Find the word "bool" in the listing, and copy out each line where it turns up.

▶ **Data provided**
···
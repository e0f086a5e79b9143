use std::collections::BTreeMap;

use super::GroupId;
use super::LessonKind;
use super::RoomId;
use super::SubjectId;
use super::TutorId;
use crate::smt::EnumTerm;
use crate::smt::Problem;
use crate::smt::SortId;

/// Maps the identifiers of one domain onto dense indices, in order of first appearance.
///
/// Interning the same identifier twice yields the same index.
#[derive(Clone, Debug)]
pub struct ConstantTable<Id> {
    index: BTreeMap<Id, usize>,
    ids: Vec<Id>,
}

impl<Id> Default for ConstantTable<Id> {
    fn default() -> Self {
        ConstantTable {
            index: BTreeMap::new(),
            ids: Vec::new(),
        }
    }
}

impl<Id: Copy + Ord> ConstantTable<Id> {
    pub fn from_ids(ids: impl IntoIterator<Item = Id>) -> Self {
        let mut table = ConstantTable::default();
        for id in ids {
            let _ = table.intern(id);
        }
        table
    }

    pub fn intern(&mut self, id: Id) -> usize {
        if let Some(&index) = self.index.get(&id) {
            return index;
        }

        let index = self.ids.len();
        self.ids.push(id);
        let _ = self.index.insert(id, index);
        index
    }

    pub fn index_of(&self, id: Id) -> Option<usize> {
        self.index.get(&id).copied()
    }

    pub fn id(&self, index: usize) -> Option<Id> {
        self.ids.get(index).copied()
    }

    pub fn ids(&self) -> &[Id] {
        &self.ids
    }

    pub fn len(&self) -> usize {
        self.ids.len()
    }

    pub fn is_empty(&self) -> bool {
        self.ids.is_empty()
    }
}

/// The finite sorts of the timetable and the constants of the configured domains.
///
/// The subject and room sorts are open: besides one value per configured identifier they hold
/// one `unknown` value, so that the fields of a blank lesson are always representable. The tutor
/// sort holds one explicit `absent` value for lessons without a tutor.
#[derive(Clone, Debug)]
pub struct ScheduleSorts {
    subject: SortId,
    room: SortId,
    tutor: SortId,
    kind: SortId,
    subjects: ConstantTable<SubjectId>,
    rooms: ConstantTable<RoomId>,
    tutors: ConstantTable<TutorId>,
    groups: ConstantTable<GroupId>,
}

impl ScheduleSorts {
    pub fn declare(
        problem: &mut Problem,
        subjects: ConstantTable<SubjectId>,
        rooms: ConstantTable<RoomId>,
        tutors: ConstantTable<TutorId>,
        groups: ConstantTable<GroupId>,
    ) -> ScheduleSorts {
        let subject = problem.declare_sort("Subject", values_with(subjects.ids(), "unknown"));
        let room = problem.declare_sort("Room", values_with(rooms.ids(), "unknown"));
        let tutor = problem.declare_sort("Tutor", values_with(tutors.ids(), "absent"));
        let kind = problem.declare_sort(
            "Kind",
            LessonKind::ALL
                .iter()
                .map(|kind| kind.name().to_owned())
                .collect(),
        );

        ScheduleSorts {
            subject,
            room,
            tutor,
            kind,
            subjects,
            rooms,
            tutors,
            groups,
        }
    }

    pub fn subject_sort(&self) -> SortId {
        self.subject
    }

    pub fn room_sort(&self) -> SortId {
        self.room
    }

    pub fn tutor_sort(&self) -> SortId {
        self.tutor
    }

    pub fn kind_sort(&self) -> SortId {
        self.kind
    }

    pub fn subjects(&self) -> &ConstantTable<SubjectId> {
        &self.subjects
    }

    pub fn rooms(&self) -> &ConstantTable<RoomId> {
        &self.rooms
    }

    pub fn tutors(&self) -> &ConstantTable<TutorId> {
        &self.tutors
    }

    pub fn groups(&self) -> &ConstantTable<GroupId> {
        &self.groups
    }

    pub fn subject(&self, id: SubjectId) -> Option<EnumTerm> {
        self.subjects.index_of(id).map(|value| EnumTerm::Const {
            sort: self.subject,
            value,
        })
    }

    /// The constants of every configured subject; excludes the `unknown` value.
    pub fn subject_constants(&self) -> impl Iterator<Item = EnumTerm> + '_ {
        (0..self.subjects.len()).map(|value| EnumTerm::Const {
            sort: self.subject,
            value,
        })
    }

    pub fn room(&self, id: RoomId) -> Option<EnumTerm> {
        self.rooms.index_of(id).map(|value| EnumTerm::Const {
            sort: self.room,
            value,
        })
    }

    /// The constants of every configured room; excludes the `unknown` value.
    pub fn room_constants(&self) -> impl Iterator<Item = EnumTerm> + '_ {
        (0..self.rooms.len()).map(|value| EnumTerm::Const {
            sort: self.room,
            value,
        })
    }

    /// The constant for `tutor`, where `None` is the absent tutor.
    pub fn tutor(&self, tutor: Option<TutorId>) -> Option<EnumTerm> {
        let value = match tutor {
            Some(id) => self.tutors.index_of(id)?,
            None => self.tutors.len(),
        };

        Some(EnumTerm::Const {
            sort: self.tutor,
            value,
        })
    }

    pub fn absent_tutor(&self) -> EnumTerm {
        EnumTerm::Const {
            sort: self.tutor,
            value: self.tutors.len(),
        }
    }

    pub fn kind(&self, kind: LessonKind) -> EnumTerm {
        EnumTerm::Const {
            sort: self.kind,
            value: kind.index(),
        }
    }

    /// The subject denoted by a value index of the subject sort, `None` for `unknown`.
    pub fn subject_of(&self, value: usize) -> Option<SubjectId> {
        self.subjects.id(value)
    }

    /// The room denoted by a value index of the room sort, `None` for `unknown`.
    pub fn room_of(&self, value: usize) -> Option<RoomId> {
        self.rooms.id(value)
    }

    /// The tutor denoted by a value index of the tutor sort; `Some(None)` is the absent tutor.
    pub fn tutor_of(&self, value: usize) -> Option<Option<TutorId>> {
        if value == self.tutors.len() {
            Some(None)
        } else {
            self.tutors.id(value).map(Some)
        }
    }

    pub fn kind_of(&self, value: usize) -> Option<LessonKind> {
        LessonKind::from_index(value)
    }
}

fn values_with<Id: ToString>(ids: &[Id], extra: &str) -> Vec<String> {
    ids.iter()
        .map(ToString::to_string)
        .chain(std::iter::once(extra.to_owned()))
        .collect()
}
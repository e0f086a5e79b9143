//! The default [`Backend`](crate::smt::Backend): the symbolic problem is lowered to CNF and
//! handed to the `splr` CDCL solver.
mod cnf;
mod lowering;
mod solver;

pub use cnf::Cnf;
pub use cnf::Literal;
pub use lowering::LoweredProblem;
pub use solver::SplrBackend;
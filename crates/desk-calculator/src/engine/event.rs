//! Input events accepted by the engine

use serde::{Deserialize, Serialize};

use crate::core::Operation;

/// One discrete keypad or keyboard input
#[derive(Debug, Clone, Copy, PartialEq, Eq, Hash, Serialize, Deserialize)]
pub enum InputEvent {
    /// Digit key (0-9); other values are ignored
    Digit(u8),
    /// Decimal point key
    DecimalPoint,
    /// One of `+ - * /`
    Operator(Operation),
    /// `=` / Enter
    Evaluate,
    /// `%`
    Percent,
    /// `±`
    ToggleSign,
    /// `C`: clears entry and pending expression
    ClearAll,
    /// `CE`: clears the entry only
    ClearEntry,
    /// Removes the last typed character
    Backspace,
    /// `MS`
    MemoryStore,
    /// `MR`
    MemoryRecall,
    /// `M+`
    MemoryAdd,
    /// `M-`
    MemorySubtract,
    /// `MC`
    MemoryClear,
}

impl InputEvent {
    /// Maps a DOM `KeyboardEvent.key` value to an event.
    ///
    /// No standard layout has a `±` key, so sign toggle is also bound to `_`
    /// (shift + minus) and `F9`, the usual desktop-calculator shortcut.
    #[must_use]
    pub fn from_key(key: &str) -> Option<Self> {
        let event = match key {
            "." => Self::DecimalPoint,
            "Enter" | "=" => Self::Evaluate,
            "Escape" => Self::ClearAll,
            "Delete" => Self::ClearEntry,
            "Backspace" => Self::Backspace,
            "%" => Self::Percent,
            "_" | "±" | "F9" => Self::ToggleSign,
            _ => {
                let mut chars = key.chars();
                let ch = chars.next()?;
                if chars.next().is_some() {
                    return None;
                }
                if let Some(d) = ch.to_digit(10) {
                    Self::Digit(d as u8)
                } else {
                    Self::Operator(Operation::from_symbol(ch)?)
                }
            }
        };
        Some(event)
    }

    /// Returns true for events that only touch the memory slot
    #[must_use]
    pub const fn is_memory(&self) -> bool {
        matches!(
            self,
            Self::MemoryStore
                | Self::MemoryRecall
                | Self::MemoryAdd
                | Self::MemorySubtract
                | Self::MemoryClear
        )
    }
}

#[cfg(test)]
mod tests {
    use super::*;

    #[test]
    fn test_from_key_digits() {
        for d in 0..=9u8 {
            assert_eq!(
                InputEvent::from_key(&d.to_string()),
                Some(InputEvent::Digit(d))
            );
        }
    }

    #[test]
    fn test_from_key_operators() {
        assert_eq!(
            InputEvent::from_key("+"),
            Some(InputEvent::Operator(Operation::Add))
        );
        assert_eq!(
            InputEvent::from_key("-"),
            Some(InputEvent::Operator(Operation::Subtract))
        );
        assert_eq!(
            InputEvent::from_key("*"),
            Some(InputEvent::Operator(Operation::Multiply))
        );
        assert_eq!(
            InputEvent::from_key("/"),
            Some(InputEvent::Operator(Operation::Divide))
        );
    }

    #[test]
    fn test_from_key_commands() {
        assert_eq!(InputEvent::from_key("."), Some(InputEvent::DecimalPoint));
        assert_eq!(InputEvent::from_key("Enter"), Some(InputEvent::Evaluate));
        assert_eq!(InputEvent::from_key("="), Some(InputEvent::Evaluate));
        assert_eq!(InputEvent::from_key("Escape"), Some(InputEvent::ClearAll));
        assert_eq!(InputEvent::from_key("Delete"), Some(InputEvent::ClearEntry));
        assert_eq!(InputEvent::from_key("Backspace"), Some(InputEvent::Backspace));
        assert_eq!(InputEvent::from_key("%"), Some(InputEvent::Percent));
    }

    #[test]
    fn test_from_key_sign_toggle_bindings() {
        for key in ["_", "±", "F9"] {
            assert_eq!(InputEvent::from_key(key), Some(InputEvent::ToggleSign));
        }
    }

    #[test]
    fn test_from_key_unbound() {
        for key in ["", "a", "^", "(", "Shift", "12", "F1"] {
            assert_eq!(InputEvent::from_key(key), None, "key {key:?}");
        }
    }

    #[test]
    fn test_is_memory() {
        assert!(InputEvent::MemoryAdd.is_memory());
        assert!(InputEvent::MemoryClear.is_memory());
        assert!(!InputEvent::ClearAll.is_memory());
        assert!(!InputEvent::Digit(1).is_memory());
    }
}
···
▶ **Exercise solution**
    pub fn is_empty(&self) -> bool {
    pub const fn is_memory(&self) -> bool {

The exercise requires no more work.